Synthetic biology studies how to build artificial biological systems.
Early in 2006, Dr. Jay Keasling, director of the Berkeley Center for Synthetic Biology, and three post-doctoral researchers discovered and re-engineered a yeast containing bacterial and wormwood genes into a chemical factory to produce a precursor to artemisinin for use as an inexpensive anti-malarial drug.
In June 2007, the JCVI developed genome transplantation methods to transform one type of bacteria into another type dictated by the transplanted chromosome and published their results in the journal Science.
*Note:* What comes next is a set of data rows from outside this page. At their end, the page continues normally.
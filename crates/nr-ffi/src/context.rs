use nr_interp::Interpreter;

/// Opaque handle that owns the device and a loaded interpreter.
///
/// Created by `npu_interpreter_create` and freed by
/// `npu_interpreter_destroy`; the network registration is released when
/// the handle is destroyed.
pub struct NpuInterpreter {
    pub(crate) inner: Interpreter,
}
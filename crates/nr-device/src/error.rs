use std::time::Duration;

use thiserror::Error;

use crate::device::IoKind;

/// Errors surfaced by device backends.
#[derive(Debug, Error)]
pub enum DeviceError {
    /// The device refused the network blob at registration.
    #[error("network rejected: {0}")]
    InvalidNetwork(String),

    /// An inference referenced a handle that is not registered.
    #[error("unknown network handle {0}")]
    UnknownNetwork(u64),

    /// An inference supplied more buffers than the device supports.
    #[error("too many {kind} buffers: {count} (device limit {limit})")]
    TooManyBuffers {
        kind: IoKind,
        count: usize,
        limit: usize,
    },

    /// The device reported a hardware fault while running.
    #[error("device fault: {0}")]
    Fault(String),

    /// The inference did not complete within the caller's deadline.
    #[error("inference timed out after {waited:?}")]
    Timeout { waited: Duration },
}

/// Convenience alias used throughout this crate.
pub type Result<T> = std::result::Result<T, DeviceError>;
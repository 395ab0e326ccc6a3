//! Label-image demo library
//!
//! Classifies an image with a compiled model on the emulated NPU and
//! prints the top-k labels.

pub mod app;
pub mod classify;
pub mod cli;
pub mod imageprep;
pub mod labels;

pub use cli::Args;
//! `nr-device` - Accelerator device abstraction for npu-runtime.
//!
//! This crate provides:
//! - The `Device` trait: register networks, run inferences, query capabilities
//! - `EmulatedDevice`, a deterministic software backend for development and tests
//! - Hardware capability reporting (`Capabilities`)
//! - Performance monitor plumbing (`PmuConfig`, `InferenceReport`)

pub mod capabilities;
pub mod device;
pub mod emulated;
pub mod error;

// Re-export primary types at the crate root for convenience.
pub use capabilities::{Capabilities, HardwareConfig, HardwareId};
pub use device::{
    Device, InferenceReport, IoKind, NetworkHandle, PmuConfig, MAX_IO_BUFFERS, PMU_EVENT_SLOTS,
};
pub use emulated::EmulatedDevice;
pub use error::{DeviceError, Result};
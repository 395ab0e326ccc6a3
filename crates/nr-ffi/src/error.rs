use std::cell::RefCell;
use std::ffi::CString;

use nr_interp::InterpreterError;

use crate::types::NpuStatus;

thread_local! {
    static LAST_ERROR: RefCell<Option<CString>> = const { RefCell::new(None) };
}

/// Store an error message for later retrieval via `npu_last_error`.
pub fn set_last_error(msg: String) {
    LAST_ERROR.with(|e| {
        *e.borrow_mut() = CString::new(msg).ok();
    });
}

/// Take the last error message, leaving `None` in its place.
pub fn take_last_error() -> Option<CString> {
    LAST_ERROR.with(|e| e.borrow_mut().take())
}

/// Map an interpreter error to the status code reported over the boundary.
pub fn status_for(err: &InterpreterError) -> NpuStatus {
    match err {
        InterpreterError::Load(_) | InterpreterError::Rejected(_) => NpuStatus::ErrorModelLoad,
        InterpreterError::IndexOutOfRange { .. } => NpuStatus::ErrorIndex,
        InterpreterError::ElemTypeMismatch { .. } | InterpreterError::ShapeMismatch { .. } => {
            NpuStatus::ErrorShape
        }
        InterpreterError::InputNotSet { .. } | InterpreterError::Execution(_) => {
            NpuStatus::ErrorExecution
        }
        InterpreterError::NotInvoked => NpuStatus::ErrorState,
        InterpreterError::Tensor(_) => NpuStatus::ErrorInternal,
    }
}
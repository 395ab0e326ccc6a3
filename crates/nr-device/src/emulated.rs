use std::collections::HashMap;
use std::sync::{Mutex, MutexGuard, PoisonError};
use std::thread;
use std::time::Duration;

use rand::rngs::StdRng;
use rand::{RngCore, SeedableRng};
use tracing::debug;

use nr_tensor::HostBuffer;

use crate::capabilities::{Capabilities, HardwareConfig, HardwareId};
use crate::device::{
    Device, InferenceReport, IoKind, NetworkHandle, PmuConfig, MAX_IO_BUFFERS,
};
use crate::error::{DeviceError, Result};

/// Software stand-in for an accelerator.
///
/// Output bytes are a pure function of the device seed, the network
/// handle, and the input feature maps, so runs are reproducible and
/// sensitive to their inputs. Latency, registration refusal, and one-shot
/// faults can be injected to exercise failure paths.
pub struct EmulatedDevice {
    seed: u64,
    latency: Duration,
    capabilities: Capabilities,
    reject: bool,
    state: Mutex<EmulatedState>,
}

#[derive(Default)]
struct EmulatedState {
    /// Registered networks, handle to blob length.
    networks: HashMap<u64, usize>,
    next_handle: u64,
    pending_fault: Option<String>,
}

impl EmulatedDevice {
    pub fn new() -> Self {
        Self::with_seed(0)
    }

    /// Create a device whose synthetic outputs derive from `seed`.
    pub fn with_seed(seed: u64) -> Self {
        EmulatedDevice {
            seed,
            latency: Duration::ZERO,
            capabilities: default_capabilities(),
            reject: false,
            state: Mutex::new(EmulatedState::default()),
        }
    }

    /// Make every inference take `latency` of wall-clock time.
    pub fn latency(mut self, latency: Duration) -> Self {
        self.latency = latency;
        self
    }

    /// Override the reported hardware capabilities.
    pub fn hardware(mut self, capabilities: Capabilities) -> Self {
        self.capabilities = capabilities;
        self
    }

    /// Refuse all network registrations.
    pub fn reject_networks(mut self) -> Self {
        self.reject = true;
        self
    }

    /// Make the next inference fail with a device fault.
    pub fn inject_fault(&self, message: &str) {
        self.state().pending_fault = Some(message.to_string());
    }

    /// Number of networks currently registered.
    pub fn registered_count(&self) -> usize {
        self.state().networks.len()
    }

    fn state(&self) -> MutexGuard<'_, EmulatedState> {
        // A panicking caller only poisons emulator bookkeeping; recover it.
        self.state.lock().unwrap_or_else(PoisonError::into_inner)
    }
}

impl Device for EmulatedDevice {
    fn name(&self) -> &str {
        "emulated"
    }

    fn capabilities(&self) -> Result<Capabilities> {
        Ok(self.capabilities)
    }

    fn register_network(&self, network: &[u8]) -> Result<NetworkHandle> {
        if self.reject {
            return Err(DeviceError::InvalidNetwork(
                "device refused the network".into(),
            ));
        }
        if network.len() < 8 {
            return Err(DeviceError::InvalidNetwork(format!(
                "network blob too short: {} bytes",
                network.len()
            )));
        }
        let mut state = self.state();
        state.next_handle += 1;
        let handle = state.next_handle;
        state.networks.insert(handle, network.len());
        debug!(handle, bytes = network.len(), "registered network");
        Ok(NetworkHandle(handle))
    }

    fn release_network(&self, handle: NetworkHandle) {
        if self.state().networks.remove(&handle.0).is_some() {
            debug!(handle = handle.0, "released network");
        }
    }

    fn run_inference(
        &self,
        handle: NetworkHandle,
        ifm: &[&[u8]],
        ofm: &mut [HostBuffer],
        pmu: &PmuConfig,
        timeout: Duration,
    ) -> Result<InferenceReport> {
        let network_len = *self
            .state()
            .networks
            .get(&handle.0)
            .ok_or(DeviceError::UnknownNetwork(handle.0))?;

        if ifm.len() > MAX_IO_BUFFERS {
            return Err(DeviceError::TooManyBuffers {
                kind: IoKind::Input,
                count: ifm.len(),
                limit: MAX_IO_BUFFERS,
            });
        }
        if ofm.len() > MAX_IO_BUFFERS {
            return Err(DeviceError::TooManyBuffers {
                kind: IoKind::Output,
                count: ofm.len(),
                limit: MAX_IO_BUFFERS,
            });
        }

        if let Some(message) = self.state().pending_fault.take() {
            return Err(DeviceError::Fault(message));
        }

        if self.latency > timeout {
            return Err(DeviceError::Timeout { waited: timeout });
        }
        if !self.latency.is_zero() {
            thread::sleep(self.latency);
        }

        debug!(
            handle = handle.0,
            inputs = ifm.len(),
            outputs = ofm.len(),
            "running inference"
        );

        // FNV-1a over the concatenated inputs keeps the output a stable
        // function of what was actually fed in.
        let mut input_hash: u64 = 0xcbf2_9ce4_8422_2325;
        for buf in ifm {
            for &b in *buf {
                input_hash ^= u64::from(b);
                input_hash = input_hash.wrapping_mul(0x0100_0000_01b3);
            }
        }

        let mut rng = StdRng::seed_from_u64(self.seed ^ handle.0.rotate_left(17) ^ input_hash);
        let mut bytes_moved = network_len as u64;
        for buf in ifm {
            bytes_moved += buf.len() as u64;
        }
        for buf in ofm.iter_mut() {
            bytes_moved += buf.size() as u64;
            rng.fill_bytes(buf.as_mut_slice());
        }

        let mut report = InferenceReport::default();
        for (slot, &event) in pmu.events.iter().enumerate() {
            if event != 0 {
                report.pmu_counters[slot] = event_count(bytes_moved, event);
            }
        }
        if pmu.cycle_counter {
            let macs = u64::from(self.capabilities.hw_cfg.macs_per_cc.max(1));
            report.cycle_count = bytes_moved * 128 / macs + 1000;
        }
        Ok(report)
    }
}

fn default_capabilities() -> Capabilities {
    Capabilities {
        hw_id: HardwareId {
            version_status: 1,
            version_major: 1,
            version_minor: 0,
            product_major: 0,
            arch_major_rev: 1,
            arch_minor_rev: 0,
            arch_patch_rev: 6,
        },
        hw_cfg: HardwareConfig {
            macs_per_cc: 128,
            cmd_stream_version: 0,
            custom_dma: false,
        },
        driver_major_rev: 1,
        driver_minor_rev: 0,
        driver_patch_rev: 0,
    }
}

/// Synthetic but deterministic count for one configured event.
fn event_count(bytes_moved: u64, event: u32) -> u32 {
    let mixed = (bytes_moved ^ u64::from(event)).wrapping_mul(0x9e37_79b9_7f4a_7c15);
    (mixed >> 32) as u32
}
use std::fmt;

use nr_tensor::{ElemType, QuantParams, Shape};

/// Descriptor for one model input or output tensor.
///
/// `index` is the tensor's position within the model's input or output list,
/// which is also the slot index used to bind or read it at run time.
#[derive(Debug, Clone)]
pub struct TensorInfo {
    pub index: usize,
    pub name: Option<String>,
    pub elem_type: ElemType,
    pub shape: Shape,
    pub quant: Option<QuantParams>,
}

impl TensorInfo {
    /// Size in bytes of a densely packed tensor with this descriptor.
    pub fn byte_size(&self) -> usize {
        self.shape.numel() * self.elem_type.size_in_bytes()
    }
}

impl fmt::Display for TensorInfo {
    fn fmt(&self, f: &mut fmt::Formatter<'_>) -> fmt::Result {
        write!(f, "{}: {} {}", self.index, self.elem_type, self.shape)?;
        if let Some(q) = self.quant {
            write!(f, " scale={} zero_point={}", q.scale, q.zero_point)?;
        }
        if let Some(name) = &self.name {
            write!(f, " \"{}\"", name)?;
        }
        Ok(())
    }
}

#[cfg(test)]
mod tests {
    use super::*;

    #[test]
    fn test_byte_size() {
        let info = TensorInfo {
            index: 0,
            name: None,
            elem_type: ElemType::U8,
            shape: Shape::new(vec![1, 224, 224, 3]),
            quant: None,
        };
        assert_eq!(info.byte_size(), 150_528);

        let info = TensorInfo {
            index: 1,
            name: None,
            elem_type: ElemType::F32,
            shape: Shape::new(vec![1, 1001]),
            quant: None,
        };
        assert_eq!(info.byte_size(), 4004);
    }

    #[test]
    fn test_display() {
        let info = TensorInfo {
            index: 0,
            name: Some("input".to_string()),
            elem_type: ElemType::U8,
            shape: Shape::new(vec![1, 224, 224, 3]),
            quant: Some(QuantParams::new(0.5, 128)),
        };
        let line = info.to_string();
        assert!(line.starts_with("0: uint8 [1, 224, 224, 3]"));
        assert!(line.contains("scale=0.5 zero_point=128"));
        assert!(line.ends_with("\"input\""));
    }
}
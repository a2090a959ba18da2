//! `promptwright init`: Write the default configuration.

use promptwright_config::AppConfig;
use std::path::Path;

pub async fn run() -> Result<(), Box<dyn std::error::Error>> {
    let config_dir = AppConfig::config_dir();

    println!("Promptwright — Setup");
    println!("====================\n");

    write_default_config(&config_dir)?;

    println!("\nNext steps:");
    println!("   1. Add your API key to the config (or export OPENAI_API_KEY)");
    println!("   2. Run: promptwright serve");
    println!("   3. Open the printed address in your browser\n");

    Ok(())
}

/// Create `dir/config.toml` unless one already exists. Returns whether it was written.
fn write_default_config(dir: &Path) -> Result<bool, std::io::Error> {
    if !dir.exists() {
        std::fs::create_dir_all(dir)?;
        println!("Created config directory: {}", dir.display());
    }

    let config_path = dir.join("config.toml");
    if config_path.exists() {
        println!("Config already exists at: {}", config_path.display());
        println!("   Edit it manually or delete it and re-run init.");
        return Ok(false);
    }

    std::fs::write(&config_path, AppConfig::default_toml())?;
    println!("Created config.toml at: {}", config_path.display());
    Ok(true)
}
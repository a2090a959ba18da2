//! The clarify → summarize → finalize state machine.

use crate::instructions::{CLARIFYING_INSTRUCTION, SUMMARY_INSTRUCTION, final_instruction};
use promptwright_config::FailurePolicy;
use promptwright_core::error::ProviderError;
use promptwright_core::message::Turn;
use promptwright_core::provider::{Provider, ProviderRequest};
use promptwright_core::session::{ConversationState, Session};
use serde::Serialize;
use std::sync::Arc;
use thiserror::Error;
use tracing::{debug, info, warn};

/// What a successful turn produced.
#[derive(Debug, Clone, PartialEq, Eq, Serialize)]
#[serde(untagged)]
pub enum TurnOutcome {
    /// The assistant's clarifying questions.
    Clarification { response: String },
    /// The summary/persona block and the answer written in that persona.
    Finalized {
        summary: String,
        final_response: String,
    },
}

/// Why a turn failed.
#[derive(Debug, Error)]
pub enum OrchestratorError {
    #[error("prompt is empty")]
    InvalidInput,

    #[error("completion call failed: {0}")]
    ApiCallFailed(#[source] ProviderError),

    #[error("summary generation failed: {0}")]
    SummaryGenerationFailed(#[source] ProviderError),

    #[error("final response generation failed: {0}")]
    FinalResponseGenerationFailed(#[source] ProviderError),

    #[error("internal error: {0}")]
    Internal(String),
}

impl OrchestratorError {
    /// The message shown to clients. Never includes upstream details.
    pub fn public_message(&self) -> &'static str {
        match self {
            Self::InvalidInput => "No prompt provided",
            Self::ApiCallFailed(_) => "API call failed",
            Self::SummaryGenerationFailed(_) => "Summary generation failed",
            Self::FinalResponseGenerationFailed(_) => "Final response generation failed",
            Self::Internal(_) => "An error occurred",
        }
    }

    /// Whether the caller is at fault (as opposed to an upstream or internal failure).
    pub fn is_client_error(&self) -> bool {
        matches!(self, Self::InvalidInput)
    }
}

/// Drives one session's conversation through the clarify/finalize protocol.
pub struct Orchestrator {
    provider: Arc<dyn Provider>,
    model: String,
    temperature: Option<f32>,
    max_tokens: Option<u32>,
    failure_policy: FailurePolicy,
}

impl Orchestrator {
    pub fn new(provider: Arc<dyn Provider>, model: impl Into<String>) -> Self {
        Self {
            provider,
            model: model.into(),
            temperature: None,
            max_tokens: None,
            failure_policy: FailurePolicy::default(),
        }
    }

    /// Build an orchestrator with the model, sampling and failure settings from `config`.
    pub fn from_config(provider: Arc<dyn Provider>, config: &promptwright_config::AppConfig) -> Self {
        let orchestrator = Self::new(provider, &config.default_model)
            .with_max_tokens(config.max_tokens)
            .with_failure_policy(config.session.failure_policy);
        match config.temperature {
            Some(temperature) => orchestrator.with_temperature(temperature),
            None => orchestrator,
        }
    }

    pub fn with_temperature(mut self, temperature: f32) -> Self {
        self.temperature = Some(temperature);
        self
    }

    /// Set the output-length cap per completion call.
    pub fn with_max_tokens(mut self, max_tokens: u32) -> Self {
        self.max_tokens = Some(max_tokens);
        self
    }

    pub fn with_failure_policy(mut self, policy: FailurePolicy) -> Self {
        self.failure_policy = policy;
        self
    }

    pub fn model(&self) -> &str {
        &self.model
    }

    pub fn provider_name(&self) -> &str {
        self.provider.name()
    }

    /// Ask the provider whether it can take requests. Errors count as unreachable.
    pub async fn provider_reachable(&self) -> bool {
        match self.provider.health_check().await {
            Ok(reachable) => reachable,
            Err(e) => {
                warn!(provider = %self.provider.name(), error = %e, "Provider health check failed");
                false
            }
        }
    }

    /// Handle one user prompt against `session`.
    ///
    /// An empty prompt is rejected before the transcript is touched. Otherwise
    /// the prompt is appended, the conversation state is decided from the
    /// transcript, and the matching branch runs.
    pub async fn handle_turn(
        &self,
        session: &mut Session,
        user_text: &str,
    ) -> Result<TurnOutcome, OrchestratorError> {
        if user_text.is_empty() {
            return Err(OrchestratorError::InvalidInput);
        }

        session.transcript.push(Turn::user(user_text));
        session.touch();
        let state = session.refresh_state();

        info!(
            session = %session.id,
            state = %state,
            turns = session.transcript.len(),
            prompt_len = user_text.len(),
            "Received prompt"
        );

        match state {
            ConversationState::AwaitingDetails => self.collect_details(session).await,
            ConversationState::ReadyToFinalize => self.finalize(session).await,
        }
    }

    /// State A: ask for the most important missing details.
    async fn collect_details(&self, session: &mut Session) -> Result<TurnOutcome, OrchestratorError> {
        // The instruction only exists in this request; the transcript never sees it.
        let messages = session
            .transcript
            .with_leading(Turn::system(CLARIFYING_INSTRUCTION));

        let response = self
            .complete(messages)
            .await
            .map_err(OrchestratorError::ApiCallFailed)?;

        session.transcript.push(Turn::assistant(&response));
        session.touch();
        info!(session = %session.id, response_len = response.len(), "Clarifying questions generated");

        Ok(TurnOutcome::Clarification { response })
    }

    /// State B: answer the clarification, then summarize and finalize.
    async fn finalize(&self, session: &mut Session) -> Result<TurnOutcome, OrchestratorError> {
        let clarification = self
            .complete(session.transcript.to_vec())
            .await
            .map_err(OrchestratorError::ApiCallFailed)?;
        session.transcript.push(Turn::assistant(&clarification));
        session.touch();

        let checkpoint = session.transcript.len();

        let result = self.summarize_and_answer(session).await;
        if result.is_err() && self.failure_policy == FailurePolicy::Rewind {
            let dropped = session.transcript.len() - checkpoint;
            session.transcript.truncate(checkpoint);
            debug!(session = %session.id, dropped, "Rewound failed finalization");
        }
        session.touch();
        result
    }

    async fn summarize_and_answer(
        &self,
        session: &mut Session,
    ) -> Result<TurnOutcome, OrchestratorError> {
        session.transcript.push(Turn::system(SUMMARY_INSTRUCTION));
        let summary = self
            .complete(session.transcript.to_vec())
            .await
            .map_err(OrchestratorError::SummaryGenerationFailed)?;
        info!(session = %session.id, summary_len = summary.len(), "Summary generated");

        session.transcript.push(Turn::assistant(&summary));
        session.transcript.push(Turn::system(final_instruction(&summary)));
        let final_response = self
            .complete(session.transcript.to_vec())
            .await
            .map_err(OrchestratorError::FinalResponseGenerationFailed)?;
        info!(
            session = %session.id,
            final_len = final_response.len(),
            "Final response generated"
        );

        Ok(TurnOutcome::Finalized {
            summary,
            final_response,
        })
    }

    async fn complete(&self, messages: Vec<Turn>) -> Result<String, ProviderError> {
        debug!(
            provider = %self.provider.name(),
            messages = ?messages,
            "Messages sent to provider"
        );

        let mut request = ProviderRequest::new(&self.model, messages);
        if let Some(temperature) = self.temperature {
            request = request.with_temperature(temperature);
        }
        if let Some(max_tokens) = self.max_tokens {
            request = request.with_max_tokens(max_tokens);
        }

        match self.provider.complete(request).await {
            Ok(response) => {
                let content = response.content.trim();
                if content.is_empty() {
                    warn!(provider = %self.provider.name(), "Provider returned empty content");
                    Err(ProviderError::EmptyResponse)
                } else {
                    Ok(content.to_string())
                }
            }
            Err(e) => {
                warn!(provider = %self.provider.name(), error = %e, "API call failed");
                Err(e)
            }
        }
    }
}
//! Error types for the Promptwright domain.
//!
//! Uses `thiserror` for ergonomic error definitions.
//! Each bounded context has its own error enum; callers map them into
//! their own error type at the boundary.

use thiserror::Error;

#[derive(Debug, Clone, Error)]
pub enum ProviderError {
    #[error("API request failed: {message} (status: {status_code})")]
    ApiError { status_code: u16, message: String },

    #[error("Rate limited by provider, retry after {retry_after_secs}s")]
    RateLimited { retry_after_secs: u64 },

    #[error("Authentication failed: {0}")]
    AuthenticationFailed(String),

    #[error("Provider returned an empty completion")]
    EmptyResponse,

    #[error("Provider not configured: {0}")]
    NotConfigured(String),

    #[error("Request timed out: {0}")]
    Timeout(String),

    #[error("Network error: {0}")]
    Network(String),
}

impl ProviderError {
    /// Whether another attempt could plausibly succeed.
    pub fn is_retryable(&self) -> bool {
        match self {
            Self::RateLimited { .. } | Self::Timeout(_) | Self::Network(_) | Self::EmptyResponse => {
                true
            }
            Self::ApiError { status_code, .. } => *status_code >= 500,
            Self::AuthenticationFailed(_) | Self::NotConfigured(_) => false,
        }
    }
}

/// A session store could not serve the request.
#[derive(Debug, Error)]
pub enum SessionError {
    #[error("Session store unavailable: {0}")]
    Unavailable(String),
}
//! Fixed instruction texts sent to the model.
//!
//! These strings are part of the external contract: the provider must receive
//! them byte-for-byte, including the missing spaces between some sentences.

/// One-shot instruction prepended while collecting requirements.
pub const CLARIFYING_INSTRUCTION: &str = concat!(
    "Help the user develop a clear set of requirements.",
    "Ask for the top 3 most important details to help you develop the best prompt possible to fulfil the user's request.",
);

/// Instruction appended before the summary/persona call.
pub const SUMMARY_INSTRUCTION: &str = concat!(
    "Please summarize the key requirements provided by the user in bullet points. ",
    "Based on these requirements, suggest an appropriate persona to 'act as' to fulfill the user's request.",
    "Act as a prompt generator for ChatGPT. Use the suggested persona and summary to engineer a prompt that would yield the best and most desirable response from ChatGPT.",
    "Each prompt should involve asking ChatGPT to 'act as' the persona given",
    "The prompt should be detailed and comprehensive and should build on what was requested to generate the best possible response from ChatGPT.",
    "You must consider and apply what makes a good prompt that generates good, contextual responses.",
    "You must give a summary of the key requirements, a suggested persona, and output the prompt you want to use.",
);

const FINAL_INSTRUCTION_PREFIX: &str =
    "Based on the following summary and suggested persona, provide the final response:\n\n";

/// Instruction appended before the final-answer call.
pub fn final_instruction(summary: &str) -> String {
    format!("{FINAL_INSTRUCTION_PREFIX}{summary}")
}
//! `promptwright config`: Configuration management commands.

use promptwright_config::AppConfig;

pub async fn validate() -> Result<(), Box<dyn std::error::Error>> {
    println!("Validating configuration...");

    match AppConfig::load() {
        Ok(config) => {
            println!("   Config parsed successfully");

            let warnings = warnings(&config);
            if warnings.is_empty() {
                println!("   All checks passed");
            } else {
                println!();
                for w in &warnings {
                    println!("   warning: {w}");
                }
            }

            println!();
            println!("   Provider:  {} ({})", config.provider.name, config.provider.base_url);
            println!("   Model:     {}", config.default_model);
            println!("   Gateway:   {}:{}", config.gateway.host, config.gateway.port);
            println!("   Sessions:  max {}, idle {} min", config.session.max_sessions, config.session.idle_ttl_minutes);
            println!("   On failure: {:?}", config.session.failure_policy);
        }
        Err(e) => {
            println!("   Config error: {e}");
            return Err(e.into());
        }
    }

    Ok(())
}

/// Problems that do not stop the config from loading but will bite later.
fn warnings(config: &AppConfig) -> Vec<&'static str> {
    let mut warnings = Vec::new();

    if !config.has_api_key() {
        warnings.push("No API key set (set OPENAI_API_KEY or api_key in config.toml)");
    }

    if config.gateway.host == "0.0.0.0" && !config.gateway.allow_public_bind {
        warnings.push("Gateway bound to 0.0.0.0 without allow_public_bind = true");
    }

    if config.provider.max_retries > 0 && config.provider.retry_backoff_ms == 0 {
        warnings.push("Retries enabled with zero backoff");
    }

    warnings
}

pub async fn show() -> Result<(), Box<dyn std::error::Error>> {
    let config = AppConfig::load().map_err(|e| format!("Failed to load config: {e}"))?;
    println!("{}", render_redacted(&config)?);
    Ok(())
}

fn render_redacted(config: &AppConfig) -> Result<String, toml::ser::Error> {
    let mut shown = config.clone();
    if shown.api_key.is_some() {
        shown.api_key = Some("[REDACTED]".into());
    }
    toml::to_string_pretty(&shown)
}

pub async fn path() -> Result<(), Box<dyn std::error::Error>> {
    let config_path = AppConfig::config_dir().join("config.toml");
    println!("{}", config_path.display());
    Ok(())
}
In January 2008, the JCVI created the first synthetic bacterial genome, Mycoplasma genitalium JCVI-1.0, representing the largest man-made DNA structure (also published in Science). Genome transplantation, synthesis and assembly are essential enabling steps toward the ultimate goal of a fully synthetic, activated cell.
In 2010, scientists at the J. Craig Venter Institute (JCVI) announced the world’s first synthetic life form; the single-celled organism based on an existing bacterium that causes mastitis in goats, but at its core is an entirely synthetic genome that was constructed from three chemicals in the laboratory. The single-cell organism has four “watermarks,” written into its DNA to identify it as synthetic.
It took the Venter Institute 15 years to complete this initial project. Much more work needs to be done before scientists can perfect techniques to synthesize novel genomes for microbes or cells.